Abstract

Abstract Tregs blunt anti-tumor immunity, and their depletion effectively treats tumor in mouse cancer models. However, Treg depletion in human trials is only partially effective. In our phase II ovarian cancer trial, denileukin diftitox (DT) effected significant Treg depletion in blood and the tumor microenvironment but did not produce significant clinical efficacy. Interferon-α is not an effective ovarian cancer treatment, but we show here that it significantly augments immune and clinical DT-mediated Treg depletion efficacy in human ovarian cancer. In a mouse ovarian cancer model, DT modestly improved anti-tumor immunity and survival. Interferon-α alone did not alter Treg numbers or function, but boosted CD8+ T cell anti-tumor immunity. Interferon-α plus DT significantly prolonged mouse survival over either individual agent.
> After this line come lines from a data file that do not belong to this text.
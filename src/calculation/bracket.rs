//! Bracket table lookup.
//!
//! A [`BracketTable`] is an ordered list of salary ranges, each carrying
//! either a percentage rate or a flat amount. Lookup scans the table in
//! ascending order and applies the first bracket whose upper bound admits
//! the salary. Each bound states its own comparison, so a table can mix a
//! strict first tier (`< 50000`) with inclusive later tiers (`<= 100000`).

use std::borrow::Cow;
use std::fmt;

use rust_decimal::Decimal;

use crate::error::{PayrollError, PayrollResult};
use crate::models::AuditStep;

/// The upper edge of a bracket.
#[derive(Debug, Clone, Copy, PartialEq, Eq)]
pub enum UpperBound {
    /// Admits salaries strictly less than the limit.
    Below(Decimal),
    /// Admits salaries less than or equal to the limit.
    AtMost(Decimal),
    /// Admits every salary; only valid as the final bracket.
    Unbounded,
}

impl UpperBound {
    /// Returns true if `salary` falls at or under this bound.
    ///
    /// # Examples
    ///
    /// ```
    /// use payroll_deductions::calculation::UpperBound;
    /// use rust_decimal::Decimal;
    ///
    /// let limit = Decimal::from(50_000);
    /// assert!(!UpperBound::Below(limit).admits(limit));
    /// assert!(UpperBound::AtMost(limit).admits(limit));
    /// assert!(UpperBound::Unbounded.admits(limit));
    /// ```
    pub fn admits(&self, salary: Decimal) -> bool {
        match *self {
            UpperBound::Below(limit) => salary < limit,
            UpperBound::AtMost(limit) => salary <= limit,
            UpperBound::Unbounded => true,
        }
    }

    /// Sort key used to check that bounds ascend: `< x` sits before `<= x`.
    fn order_key(&self) -> Option<(Decimal, u8)> {
        match *self {
            UpperBound::Below(limit) => Some((limit, 0)),
            UpperBound::AtMost(limit) => Some((limit, 1)),
            UpperBound::Unbounded => None,
        }
    }
}

impl fmt::Display for UpperBound {
    fn fmt(&self, f: &mut fmt::Formatter<'_>) -> fmt::Result {
        match self {
            UpperBound::Below(limit) => write!(f, "< {}", limit.normalize()),
            UpperBound::AtMost(limit) => write!(f, "<= {}", limit.normalize()),
            UpperBound::Unbounded => write!(f, "above all thresholds"),
        }
    }
}

/// What a bracket charges.
#[derive(Debug, Clone, Copy, PartialEq, Eq)]
pub enum Charge {
    /// A fraction of the salary (0.03 means 3%).
    Rate(Decimal),
    /// A fixed amount independent of the salary.
    Flat(Decimal),
}

impl Charge {
    /// Computes the deduction this charge yields for `salary`.
    pub fn apply(&self, salary: Decimal) -> Decimal {
        match *self {
            Charge::Rate(rate) => salary * rate,
            Charge::Flat(amount) => amount,
        }
    }

    fn value(&self) -> Decimal {
        match *self {
            Charge::Rate(v) | Charge::Flat(v) => v,
        }
    }
}

impl fmt::Display for Charge {
    fn fmt(&self, f: &mut fmt::Formatter<'_>) -> fmt::Result {
        match self {
            Charge::Rate(rate) => {
                write!(f, "{}%", (*rate * Decimal::ONE_HUNDRED).normalize())
            }
            Charge::Flat(amount) => write!(f, "flat {}", amount.normalize()),
        }
    }
}

/// One salary range and its charge.
#[derive(Debug, Clone, Copy, PartialEq, Eq)]
pub struct Bracket {
    /// The upper edge of the range.
    pub upper: UpperBound,
    /// The charge applied within the range.
    pub charge: Charge,
}

impl Bracket {
    /// Creates a bracket.
    pub const fn new(upper: UpperBound, charge: Charge) -> Self {
        Self { upper, charge }
    }
}

/// The result of applying a bracket table, including the amount and audit step.
#[derive(Debug, Clone)]
pub struct DeductionResult {
    /// The deduction amount, unrounded.
    pub amount: Decimal,
    /// The audit step recording this calculation.
    pub audit_step: AuditStep,
}

/// An ordered table of brackets scanned in ascending order.
///
/// Tables built with [`BracketTable::new`] are validated so that every
/// non-negative salary selects exactly one bracket.
#[derive(Debug, Clone, PartialEq, Eq)]
pub struct BracketTable {
    name: Cow<'static, str>,
    brackets: Cow<'static, [Bracket]>,
}

impl BracketTable {
    /// Wraps a fixed, known-good table without validation.
    pub(crate) const fn from_static(name: &'static str, brackets: &'static [Bracket]) -> Self {
        Self {
            name: Cow::Borrowed(name),
            brackets: Cow::Borrowed(brackets),
        }
    }

    /// Builds a table, checking that it is well formed.
    ///
    /// A table is accepted when it is non-empty, its bounds strictly ascend,
    /// its final bracket (and only that one) is unbounded, and no charge is
    /// negative.
    ///
    /// # Examples
    ///
    /// ```
    /// use payroll_deductions::calculation::{Bracket, BracketTable, Charge, UpperBound};
    /// use rust_decimal::Decimal;
    ///
    /// let table = BracketTable::new(
    ///     "levy",
    ///     vec![
    ///         Bracket::new(UpperBound::Below(Decimal::from(100)), Charge::Flat(Decimal::ONE)),
    ///         Bracket::new(UpperBound::Unbounded, Charge::Flat(Decimal::TWO)),
    ///     ],
    /// )
    /// .unwrap();
    /// assert_eq!(table.apply(Decimal::from(100)), Decimal::TWO);
    /// ```
    pub fn new(name: impl Into<String>, brackets: Vec<Bracket>) -> PayrollResult<Self> {
        let name = name.into();
        let invalid = |message: String| PayrollError::InvalidTable {
            table: name.clone(),
            message,
        };

        let Some(last) = brackets.last() else {
            return Err(invalid("table has no brackets".to_string()));
        };
        if last.upper != UpperBound::Unbounded {
            return Err(invalid("final bracket must be unbounded".to_string()));
        }

        let mut previous: Option<(Decimal, u8)> = None;
        for (index, bracket) in brackets.iter().enumerate() {
            if bracket.charge.value() < Decimal::ZERO {
                return Err(invalid(format!(
                    "bracket {} has a negative charge ({})",
                    index + 1,
                    bracket.charge
                )));
            }

            if index + 1 == brackets.len() {
                break;
            }

            let Some(key) = bracket.upper.order_key() else {
                return Err(invalid(format!(
                    "bracket {} is unbounded but is not the final bracket",
                    index + 1
                )));
            };
            if previous.is_some_and(|p| key <= p) {
                return Err(invalid(format!(
                    "bracket {} bound ({}) does not ascend",
                    index + 1,
                    bracket.upper
                )));
            }
            previous = Some(key);
        }

        Ok(Self {
            name: Cow::Owned(name),
            brackets: Cow::Owned(brackets),
        })
    }

    /// Returns the table name.
    pub fn name(&self) -> &str {
        &self.name
    }

    /// Returns the brackets in ascending order.
    pub fn brackets(&self) -> &[Bracket] {
        &self.brackets
    }

    /// Returns the zero-based index and bracket that `salary` falls into.
    pub fn select(&self, salary: Decimal) -> Option<(usize, &Bracket)> {
        self.brackets
            .iter()
            .enumerate()
            .find(|(_, bracket)| bracket.upper.admits(salary))
    }

    /// Returns the deduction for `salary`.
    ///
    /// Validated tables always end in an unbounded bracket, so a salary that
    /// matches nothing only occurs for a malformed table and yields zero.
    pub fn apply(&self, salary: Decimal) -> Decimal {
        self.select(salary)
            .map(|(_, bracket)| bracket.charge.apply(salary))
            .unwrap_or(Decimal::ZERO)
    }

    /// Applies the table and records the decision as an audit step.
    pub fn apply_with_audit(
        &self,
        salary: Decimal,
        rule_name: &str,
        step_number: u32,
    ) -> DeductionResult {
        let (amount, output, reasoning) = match self.select(salary) {
            Some((index, bracket)) => {
                let amount = bracket.charge.apply(salary);
                (
                    amount,
                    serde_json::json!({
                        "amount": amount.normalize().to_string(),
                        "bracket": index + 1,
                        "bound": bracket.upper.to_string(),
                        "charge": bracket.charge.to_string()
                    }),
                    format!(
                        "{} is {} (bracket {}): {} = {}",
                        salary.normalize(),
                        bracket.upper,
                        index + 1,
                        bracket.charge,
                        amount.normalize()
                    ),
                )
            }
            None => (
                Decimal::ZERO,
                serde_json::json!({ "amount": "0", "bracket": null }),
                format!("{} matched no bracket, nothing deducted", salary.normalize()),
            ),
        };

        DeductionResult {
            amount,
            audit_step: AuditStep {
                step_number,
                rule_id: self.name.to_string(),
                rule_name: rule_name.to_string(),
                input: serde_json::json!({
                    "salary": salary.normalize().to_string()
                }),
                output,
                reasoning,
            },
        }
    }
}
Using type I IFNR-/- mice that cannot mediate interferon-α signals, we showed that interferon-α directly boosted CD8+ T cell function independent of CD4+ T cell help, and in combination with DT reduced Treg function (without further numerical reduction) through indirect effects on tumor microenvironmental dendritic cells. When three ovarian cancer patients failed DT alone, two experienced immunologic and clinical benefit by adding pegylated interferon-α2a, with manageable toxicities. These studies demonstrate novel immune and clinical interferon-α anti-cancer benefits that augment Treg depletion using FDA-approved agents for rapid clinical translation.